--- Records provided ---
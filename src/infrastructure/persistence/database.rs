use anyhow::{Context, Result};
use sqlx::sqlite::{SqliteConnectOptions, SqlitePool, SqlitePoolOptions};
use std::path::Path;
use std::str::FromStr;
use tokio::fs;
use tracing::info;

/// Database wrapper owning the connection pool and schema.
#[derive(Clone)]
pub struct Database {
    pub pool: SqlitePool,
}

impl Database {
    pub async fn new(db_url: &str) -> Result<Self> {
        // Ensure the directory exists if it's a file path
        if let Some(path_part) = db_url.strip_prefix("sqlite://") {
            let path = Path::new(path_part);
            if let Some(parent) = path.parent()
                && !parent.as_os_str().is_empty()
                && !parent.exists()
            {
                fs::create_dir_all(parent)
                    .await
                    .context("Failed to create database directory")?;
            }
        }

        let options = SqliteConnectOptions::from_str(db_url)?
            .create_if_missing(true)
            .journal_mode(sqlx::sqlite::SqliteJournalMode::Wal); // Better for concurrency

        let pool = SqlitePoolOptions::new()
            .min_connections(2)
            .max_connections(10)
            .connect_with(options)
            .await
            .context("Failed to connect to SQLite database")?;

        info!("Connected to database: {}", db_url);

        let db = Self { pool };
        db.init().await?;

        Ok(db)
    }

    /// Initialize database schema
    async fn init(&self) -> Result<()> {
        let mut conn = self.pool.acquire().await?;

        sqlx::query(
            r#"
            CREATE TABLE IF NOT EXISTS ualgo_signal (
                id INTEGER PRIMARY KEY AUTOINCREMENT,
                symbol TEXT NOT NULL,
                direction TEXT NOT NULL,
                confidence REAL NOT NULL,
                source_agent TEXT NOT NULL,
                reasoning TEXT NOT NULL DEFAULT '{}',
                status TEXT NOT NULL DEFAULT 'pending',
                strategy_id TEXT NOT NULL DEFAULT 'default',
                timeframe TEXT NOT NULL DEFAULT '1h',
                entry_price TEXT,
                stop_loss TEXT,
                take_profit TEXT,
                risk_reward REAL,
                created_at TEXT NOT NULL
            );
            "#,
        )
        .execute(&mut *conn)
        .await
        .context("Failed to create signal table")?;

        sqlx::query(
            r#"
            CREATE INDEX IF NOT EXISTS idx_signal_symbol_created
            ON ualgo_signal (symbol, created_at);
            "#,
        )
        .execute(&mut *conn)
        .await
        .context("Failed to create signal index")?;

        sqlx::query(
            r#"
            CREATE TABLE IF NOT EXISTS ualgo_consensus_vote (
                id INTEGER PRIMARY KEY AUTOINCREMENT,
                signal_id INTEGER NOT NULL REFERENCES ualgo_signal(id),
                agent_name TEXT NOT NULL,
                vote TEXT NOT NULL,
                confidence REAL NOT NULL,
                reasoning TEXT NOT NULL DEFAULT '{}',
                created_at TEXT NOT NULL
            );
            "#,
        )
        .execute(&mut *conn)
        .await
        .context("Failed to create consensus vote table")?;

        sqlx::query(
            r#"
            CREATE INDEX IF NOT EXISTS idx_vote_signal
            ON ualgo_consensus_vote (signal_id);
            "#,
        )
        .execute(&mut *conn)
        .await
        .context("Failed to create vote index")?;

        sqlx::query(
            r#"
            CREATE TABLE IF NOT EXISTS ualgo_position (
                id INTEGER PRIMARY KEY AUTOINCREMENT,
                symbol TEXT NOT NULL,
                side TEXT NOT NULL,
                entry_price TEXT NOT NULL,
                current_price TEXT,
                quantity TEXT NOT NULL,
                unrealized_pnl TEXT NOT NULL DEFAULT '0',
                status TEXT NOT NULL DEFAULT 'open',
                strategy_id TEXT NOT NULL DEFAULT 'default',
                opened_at TEXT,
                closed_at TEXT
            );
            "#,
        )
        .execute(&mut *conn)
        .await
        .context("Failed to create position table")?;

        sqlx::query(
            r#"
            CREATE INDEX IF NOT EXISTS idx_position_status
            ON ualgo_position (status, strategy_id);
            "#,
        )
        .execute(&mut *conn)
        .await
        .context("Failed to create position index")?;

        sqlx::query(
            r#"
            CREATE TABLE IF NOT EXISTS ualgo_portfolio_snapshot (
                snapshot_date TEXT PRIMARY KEY,
                total_value TEXT NOT NULL,
                total_pnl TEXT NOT NULL DEFAULT '0',
                total_pnl_pct REAL NOT NULL DEFAULT 0,
                open_positions INTEGER NOT NULL DEFAULT 0,
                win_rate REAL,
                sharpe_ratio REAL,
                max_drawdown REAL
            );
            "#,
        )
        .execute(&mut *conn)
        .await
        .context("Failed to create portfolio snapshot table")?;

        sqlx::query(
            r#"
            CREATE TABLE IF NOT EXISTS ualgo_agent_heartbeat (
                agent_name TEXT PRIMARY KEY,
                status TEXT NOT NULL,
                last_heartbeat TEXT NOT NULL,
                active_tasks INTEGER NOT NULL DEFAULT 0,
                version TEXT NOT NULL DEFAULT '',
                uptime_seconds INTEGER NOT NULL DEFAULT 0
            );
            "#,
        )
        .execute(&mut *conn)
        .await
        .context("Failed to create heartbeat table")?;

        sqlx::query(
            r#"
            CREATE TABLE IF NOT EXISTS ualgo_agent_memory (
                id INTEGER PRIMARY KEY AUTOINCREMENT,
                agent_name TEXT NOT NULL,
                memory_type TEXT NOT NULL,
                symbol TEXT,
                content TEXT NOT NULL DEFAULT '{}',
                importance REAL NOT NULL DEFAULT 0.5,
                created_at TEXT NOT NULL,
                expires_at TEXT
            );
            "#,
        )
        .execute(&mut *conn)
        .await
        .context("Failed to create agent memory table")?;

        sqlx::query(
            r#"
            CREATE INDEX IF NOT EXISTS idx_memory_agent_type
            ON ualgo_agent_memory (agent_name, memory_type);
            "#,
        )
        .execute(&mut *conn)
        .await
        .context("Failed to create memory index")?;

        info!("Database schema initialized.");
        Ok(())
    }
}
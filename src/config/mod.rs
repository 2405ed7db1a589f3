//! Configuration loading from environment variables, prefix `U2ALGO_`.

mod risk_env_config;

pub use risk_env_config::risk_limits_from_env;

use crate::domain::risk::RiskLimits;
use anyhow::{Context, Result};
use std::env;

pub const ENV_PREFIX: &str = "U2ALGO_";

/// Engine configuration. Defaults match the documented deployment values, so
/// tests can use `Config::default()` without touching the environment.
#[derive(Debug, Clone)]
pub struct Config {
    pub database_url: String,
    pub default_symbols: Vec<String>,
    pub timeframe: String,
    pub scan_interval_seconds: u64,
    pub risk_check_interval_seconds: u64,
    /// Decision engine approval threshold. The orchestrator applies its own
    /// 0.55 floor after blending; the stricter of the two wins.
    pub min_consensus_confidence: f64,
    pub ws_bind_addr: String,
    pub risk: RiskLimits,
}

impl Default for Config {
    fn default() -> Self {
        Self {
            database_url: "sqlite://data/ualgotrade.db".to_string(),
            default_symbols: vec!["BTCUSDT".to_string(), "ETHUSDT".to_string()],
            timeframe: "1h".to_string(),
            scan_interval_seconds: 60,
            risk_check_interval_seconds: 5,
            min_consensus_confidence: 0.70,
            ws_bind_addr: "127.0.0.1:8765".to_string(),
            risk: RiskLimits::default(),
        }
    }
}

impl Config {
    pub fn from_env() -> Result<Self> {
        let defaults = Config::default();

        let symbols_raw =
            env::var(key("DEFAULT_SYMBOLS")).unwrap_or_else(|_| "BTCUSDT,ETHUSDT".to_string());
        let default_symbols: Vec<String> = symbols_raw
            .split(',')
            .map(|s| s.trim().to_string())
            .filter(|s| !s.is_empty())
            .collect();

        Ok(Self {
            database_url: env::var(key("DATABASE_URL")).unwrap_or(defaults.database_url),
            default_symbols,
            timeframe: env::var(key("TIMEFRAME")).unwrap_or(defaults.timeframe),
            scan_interval_seconds: parse_u64("SCAN_INTERVAL_SECONDS", 60)?,
            risk_check_interval_seconds: parse_u64("RISK_CHECK_INTERVAL_SECONDS", 5)?,
            min_consensus_confidence: parse_f64("MIN_CONSENSUS_CONFIDENCE", 0.70)?,
            ws_bind_addr: env::var(key("WS_BIND_ADDR")).unwrap_or(defaults.ws_bind_addr),
            risk: risk_limits_from_env()?,
        })
    }
}

fn key(name: &str) -> String {
    format!("{ENV_PREFIX}{name}")
}

pub(crate) fn parse_f64(name: &str, default: f64) -> Result<f64> {
    env::var(key(name))
        .unwrap_or_else(|_| default.to_string())
        .parse::<f64>()
        .context(format!("Failed to parse {}{}", ENV_PREFIX, name))
}

pub(crate) fn parse_u64(name: &str, default: u64) -> Result<u64> {
    env::var(key(name))
        .unwrap_or_else(|_| default.to_string())
        .parse::<u64>()
        .context(format!("Failed to parse {}{}", ENV_PREFIX, name))
}

pub(crate) fn parse_i64(name: &str, default: i64) -> Result<i64> {
    env::var(key(name))
        .unwrap_or_else(|_| default.to_string())
        .parse::<i64>()
        .context(format!("Failed to parse {}{}", ENV_PREFIX, name))
}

--- Task goal ---
Print the first line of the records above and each line after it, exactly, through the line with "pub struct Database".

--- Output for this task ---
filename src/infrastructure/persistence/database.rs
use anyhow::{Context, Result};
use sqlx::sqlite::{SqliteConnectOptions, SqlitePool, SqlitePoolOptions};
use std::path::Path;
use std::str::FromStr;
use tokio::fs;
use tracing::info;

/// Database wrapper owning the connection pool and schema.
#[derive(Clone)]
pub struct Database {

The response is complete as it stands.